_Exercise directions:_ Can you return the records below exactly as they stand, but only from the first line through the one with "Formatter, Result as"?

Data extracted from a collection:
==========

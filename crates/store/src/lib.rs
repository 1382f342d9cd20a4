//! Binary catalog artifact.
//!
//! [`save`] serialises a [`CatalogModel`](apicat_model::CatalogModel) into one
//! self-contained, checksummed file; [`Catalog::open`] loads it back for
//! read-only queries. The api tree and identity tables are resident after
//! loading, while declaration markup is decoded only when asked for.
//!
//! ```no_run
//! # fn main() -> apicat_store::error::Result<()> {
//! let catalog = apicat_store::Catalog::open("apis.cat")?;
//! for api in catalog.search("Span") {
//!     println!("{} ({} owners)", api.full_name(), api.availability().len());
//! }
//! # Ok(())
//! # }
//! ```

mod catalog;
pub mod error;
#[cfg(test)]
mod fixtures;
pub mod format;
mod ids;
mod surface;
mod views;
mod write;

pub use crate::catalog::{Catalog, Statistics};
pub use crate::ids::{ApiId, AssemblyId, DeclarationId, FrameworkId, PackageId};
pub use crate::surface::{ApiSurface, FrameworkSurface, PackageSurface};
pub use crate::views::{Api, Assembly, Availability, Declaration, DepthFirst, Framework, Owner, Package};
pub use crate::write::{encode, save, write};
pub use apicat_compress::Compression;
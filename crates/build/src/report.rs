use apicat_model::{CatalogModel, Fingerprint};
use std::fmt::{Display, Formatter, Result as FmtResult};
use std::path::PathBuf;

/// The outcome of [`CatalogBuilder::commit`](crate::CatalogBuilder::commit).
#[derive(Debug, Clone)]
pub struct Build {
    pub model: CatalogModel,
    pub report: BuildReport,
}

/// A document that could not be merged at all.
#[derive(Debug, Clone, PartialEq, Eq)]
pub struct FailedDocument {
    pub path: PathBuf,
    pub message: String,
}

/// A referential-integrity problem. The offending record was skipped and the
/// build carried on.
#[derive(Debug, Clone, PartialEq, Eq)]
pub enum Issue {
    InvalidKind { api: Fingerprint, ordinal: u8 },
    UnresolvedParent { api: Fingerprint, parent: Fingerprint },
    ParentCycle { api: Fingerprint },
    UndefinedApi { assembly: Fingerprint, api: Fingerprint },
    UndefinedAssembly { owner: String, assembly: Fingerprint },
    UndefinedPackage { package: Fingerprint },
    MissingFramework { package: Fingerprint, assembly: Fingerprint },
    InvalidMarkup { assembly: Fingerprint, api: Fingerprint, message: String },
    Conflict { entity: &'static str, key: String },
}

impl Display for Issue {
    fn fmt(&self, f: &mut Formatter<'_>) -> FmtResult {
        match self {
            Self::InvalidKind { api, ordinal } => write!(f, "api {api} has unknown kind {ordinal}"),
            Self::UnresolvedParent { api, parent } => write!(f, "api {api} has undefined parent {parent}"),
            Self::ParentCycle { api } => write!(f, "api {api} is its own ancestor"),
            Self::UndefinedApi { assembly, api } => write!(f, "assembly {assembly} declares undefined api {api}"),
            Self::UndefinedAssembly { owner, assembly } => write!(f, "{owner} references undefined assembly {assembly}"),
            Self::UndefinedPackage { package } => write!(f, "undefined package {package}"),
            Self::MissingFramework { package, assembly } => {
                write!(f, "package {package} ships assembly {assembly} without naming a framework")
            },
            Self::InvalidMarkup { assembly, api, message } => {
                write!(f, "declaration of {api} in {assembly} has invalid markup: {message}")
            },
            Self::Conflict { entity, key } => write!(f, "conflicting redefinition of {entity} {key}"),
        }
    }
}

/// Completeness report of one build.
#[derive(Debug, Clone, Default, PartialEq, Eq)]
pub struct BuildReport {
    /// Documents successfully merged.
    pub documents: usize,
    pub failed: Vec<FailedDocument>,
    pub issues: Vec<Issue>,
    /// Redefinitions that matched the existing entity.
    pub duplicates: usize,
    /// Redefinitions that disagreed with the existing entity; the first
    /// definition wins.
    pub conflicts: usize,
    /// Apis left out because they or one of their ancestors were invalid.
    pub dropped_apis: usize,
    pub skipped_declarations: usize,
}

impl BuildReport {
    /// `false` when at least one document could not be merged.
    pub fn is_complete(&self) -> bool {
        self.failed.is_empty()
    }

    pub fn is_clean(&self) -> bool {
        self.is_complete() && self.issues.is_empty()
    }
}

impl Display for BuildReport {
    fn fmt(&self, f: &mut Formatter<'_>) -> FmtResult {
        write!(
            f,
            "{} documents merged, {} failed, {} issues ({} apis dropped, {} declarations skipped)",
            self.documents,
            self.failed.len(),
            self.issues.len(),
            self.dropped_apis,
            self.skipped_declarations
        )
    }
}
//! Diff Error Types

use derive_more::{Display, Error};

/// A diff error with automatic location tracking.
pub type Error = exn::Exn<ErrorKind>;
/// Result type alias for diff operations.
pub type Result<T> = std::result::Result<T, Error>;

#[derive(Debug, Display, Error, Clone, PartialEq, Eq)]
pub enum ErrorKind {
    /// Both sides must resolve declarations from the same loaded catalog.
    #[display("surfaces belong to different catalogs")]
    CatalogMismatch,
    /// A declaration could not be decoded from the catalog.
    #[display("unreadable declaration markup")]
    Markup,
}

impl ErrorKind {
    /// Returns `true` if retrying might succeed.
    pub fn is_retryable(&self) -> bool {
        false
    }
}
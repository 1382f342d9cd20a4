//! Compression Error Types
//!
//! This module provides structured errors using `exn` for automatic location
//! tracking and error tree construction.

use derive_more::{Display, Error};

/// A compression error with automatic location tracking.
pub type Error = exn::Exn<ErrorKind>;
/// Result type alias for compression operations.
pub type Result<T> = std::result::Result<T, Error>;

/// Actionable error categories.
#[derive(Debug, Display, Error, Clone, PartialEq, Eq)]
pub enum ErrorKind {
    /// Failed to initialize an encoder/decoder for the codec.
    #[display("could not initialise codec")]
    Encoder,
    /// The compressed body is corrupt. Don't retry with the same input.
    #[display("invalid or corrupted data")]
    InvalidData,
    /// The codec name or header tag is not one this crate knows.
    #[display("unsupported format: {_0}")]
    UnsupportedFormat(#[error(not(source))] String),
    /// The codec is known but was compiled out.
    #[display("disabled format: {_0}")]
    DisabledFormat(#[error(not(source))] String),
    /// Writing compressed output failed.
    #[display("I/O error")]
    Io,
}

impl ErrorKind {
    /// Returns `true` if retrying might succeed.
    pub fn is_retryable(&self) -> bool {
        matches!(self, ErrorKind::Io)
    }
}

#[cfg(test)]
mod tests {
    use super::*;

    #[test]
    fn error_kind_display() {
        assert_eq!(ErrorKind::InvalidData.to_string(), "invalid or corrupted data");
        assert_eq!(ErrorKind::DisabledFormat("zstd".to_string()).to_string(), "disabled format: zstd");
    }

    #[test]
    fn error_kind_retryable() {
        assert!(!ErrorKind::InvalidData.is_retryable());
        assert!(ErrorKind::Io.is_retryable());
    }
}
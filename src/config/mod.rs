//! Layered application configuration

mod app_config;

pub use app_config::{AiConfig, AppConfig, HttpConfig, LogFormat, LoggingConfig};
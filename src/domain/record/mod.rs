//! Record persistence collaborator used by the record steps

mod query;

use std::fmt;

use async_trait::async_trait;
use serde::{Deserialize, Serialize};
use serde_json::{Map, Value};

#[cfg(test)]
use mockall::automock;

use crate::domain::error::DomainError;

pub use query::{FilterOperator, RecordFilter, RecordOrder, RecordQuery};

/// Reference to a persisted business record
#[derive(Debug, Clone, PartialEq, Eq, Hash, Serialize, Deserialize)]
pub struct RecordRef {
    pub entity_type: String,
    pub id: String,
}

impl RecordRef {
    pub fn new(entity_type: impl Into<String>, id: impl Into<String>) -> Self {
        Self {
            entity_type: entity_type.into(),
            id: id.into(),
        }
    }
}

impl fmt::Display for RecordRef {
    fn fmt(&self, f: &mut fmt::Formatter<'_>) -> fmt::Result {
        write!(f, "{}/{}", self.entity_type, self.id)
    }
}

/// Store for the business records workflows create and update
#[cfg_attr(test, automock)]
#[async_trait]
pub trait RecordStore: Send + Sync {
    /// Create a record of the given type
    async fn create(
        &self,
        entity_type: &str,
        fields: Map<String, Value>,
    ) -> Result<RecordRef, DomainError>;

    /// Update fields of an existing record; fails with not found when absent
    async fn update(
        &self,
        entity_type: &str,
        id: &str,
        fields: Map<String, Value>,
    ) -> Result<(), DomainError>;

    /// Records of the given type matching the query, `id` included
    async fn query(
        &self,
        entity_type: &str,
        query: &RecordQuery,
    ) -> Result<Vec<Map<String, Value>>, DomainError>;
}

==========

_Solution to this problem:_
filename crates/store/src/lib.rs
repository 1382f342d9cd20a4
//! Binary catalog artifact.
//!
//! [`save`] serialises a [`CatalogModel`](apicat_model::CatalogModel) into one
//! self-contained, checksummed file; [`Catalog::open`] loads it back for
//! read-only queries. The api tree and identity tables are resident after
//! loading, while declaration markup is decoded only when asked for.
//!
//! ```no_run
//! # fn main() -> apicat_store::error::Result<()> {
//! let catalog = apicat_store::Catalog::open("apis.cat")?;
//! for api in catalog.search("Span") {
//!     println!("{} ({} owners)", api.full_name(), api.availability().len());
//! }
//! # Ok(())
//! # }
//! ```

mod catalog;
pub mod error;
#[cfg(test)]
mod fixtures;
pub mod format;
mod ids;
mod surface;
mod views;
mod write;

pub use crate::catalog::{Catalog, Statistics};
pub use crate::ids::{ApiId, AssemblyId, DeclarationId, FrameworkId, PackageId};
pub use crate::surface::{ApiSurface, FrameworkSurface, PackageSurface};
pub use crate::views::{Api, Assembly, Availability, Declaration, DepthFirst, Framework, Owner, Package};
pub use crate::write::{encode, save, write};
pub use apicat_compress::Compression;
filename crates/build/src/report.rs
use apicat_model::{CatalogModel, Fingerprint};
use std::fmt::{Display, Formatter, Result as FmtResult};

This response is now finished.